## Your instructions
Find the word "adapter" in the records and copy every line where it occurs.

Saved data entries
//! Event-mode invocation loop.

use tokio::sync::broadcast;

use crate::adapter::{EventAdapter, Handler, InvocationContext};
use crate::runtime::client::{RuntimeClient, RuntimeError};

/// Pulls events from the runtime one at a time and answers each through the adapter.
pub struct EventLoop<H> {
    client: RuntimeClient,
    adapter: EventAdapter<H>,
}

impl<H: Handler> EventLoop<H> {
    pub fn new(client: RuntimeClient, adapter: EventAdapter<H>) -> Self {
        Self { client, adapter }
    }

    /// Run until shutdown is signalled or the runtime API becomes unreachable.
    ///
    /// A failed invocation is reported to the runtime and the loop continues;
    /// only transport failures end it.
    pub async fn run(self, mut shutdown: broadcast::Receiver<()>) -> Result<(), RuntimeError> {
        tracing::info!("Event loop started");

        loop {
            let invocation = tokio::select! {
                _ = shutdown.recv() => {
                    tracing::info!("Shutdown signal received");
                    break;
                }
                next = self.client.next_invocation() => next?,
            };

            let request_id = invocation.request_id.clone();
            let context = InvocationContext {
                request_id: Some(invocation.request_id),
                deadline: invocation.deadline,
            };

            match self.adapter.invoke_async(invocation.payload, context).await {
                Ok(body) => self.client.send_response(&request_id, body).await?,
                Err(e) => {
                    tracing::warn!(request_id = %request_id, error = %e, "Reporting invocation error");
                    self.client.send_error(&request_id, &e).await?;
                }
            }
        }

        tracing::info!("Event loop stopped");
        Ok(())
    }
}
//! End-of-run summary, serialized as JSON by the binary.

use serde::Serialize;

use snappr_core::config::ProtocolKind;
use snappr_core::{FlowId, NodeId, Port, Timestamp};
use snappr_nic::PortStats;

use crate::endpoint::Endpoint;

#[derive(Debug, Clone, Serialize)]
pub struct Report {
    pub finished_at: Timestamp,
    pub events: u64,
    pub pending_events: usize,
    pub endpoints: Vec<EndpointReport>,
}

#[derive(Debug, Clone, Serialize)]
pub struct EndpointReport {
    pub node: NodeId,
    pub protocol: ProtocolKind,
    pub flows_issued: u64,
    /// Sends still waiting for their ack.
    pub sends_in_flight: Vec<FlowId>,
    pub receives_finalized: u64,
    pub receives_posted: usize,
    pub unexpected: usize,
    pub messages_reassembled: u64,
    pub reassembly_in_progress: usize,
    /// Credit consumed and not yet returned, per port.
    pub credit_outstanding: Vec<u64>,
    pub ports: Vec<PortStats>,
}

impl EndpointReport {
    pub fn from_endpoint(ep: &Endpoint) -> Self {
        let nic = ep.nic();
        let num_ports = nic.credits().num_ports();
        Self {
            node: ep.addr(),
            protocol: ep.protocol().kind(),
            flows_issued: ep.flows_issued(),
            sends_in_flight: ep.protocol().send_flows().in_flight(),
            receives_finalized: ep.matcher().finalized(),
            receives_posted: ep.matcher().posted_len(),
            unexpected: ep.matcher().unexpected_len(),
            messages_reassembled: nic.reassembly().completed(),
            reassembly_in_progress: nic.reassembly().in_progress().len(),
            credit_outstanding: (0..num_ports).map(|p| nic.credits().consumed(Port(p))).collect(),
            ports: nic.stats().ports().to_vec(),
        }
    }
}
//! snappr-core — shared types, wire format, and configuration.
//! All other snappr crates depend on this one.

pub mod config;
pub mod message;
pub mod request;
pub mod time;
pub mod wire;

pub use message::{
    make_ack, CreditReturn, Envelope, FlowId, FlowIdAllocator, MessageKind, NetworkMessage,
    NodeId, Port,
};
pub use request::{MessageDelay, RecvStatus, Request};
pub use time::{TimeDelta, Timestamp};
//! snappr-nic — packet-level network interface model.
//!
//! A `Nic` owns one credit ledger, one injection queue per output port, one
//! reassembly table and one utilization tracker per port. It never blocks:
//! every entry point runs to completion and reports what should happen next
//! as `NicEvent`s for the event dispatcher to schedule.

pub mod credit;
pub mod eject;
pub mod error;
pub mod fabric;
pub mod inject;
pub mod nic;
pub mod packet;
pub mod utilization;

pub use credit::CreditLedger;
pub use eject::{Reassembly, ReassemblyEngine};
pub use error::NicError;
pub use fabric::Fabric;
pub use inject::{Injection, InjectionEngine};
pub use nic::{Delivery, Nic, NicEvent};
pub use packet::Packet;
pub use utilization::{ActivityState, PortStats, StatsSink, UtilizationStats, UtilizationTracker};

## Reply to the exercise
use crate::adapter::{EventAdapter, Handler, InvocationContext};
/// Pulls events from the runtime one at a time and answers each through the adapter.
    adapter: EventAdapter<H>,
    pub fn new(client: RuntimeClient, adapter: EventAdapter<H>) -> Self {
        Self { client, adapter }
            match self.adapter.invoke_async(invocation.payload, context).await {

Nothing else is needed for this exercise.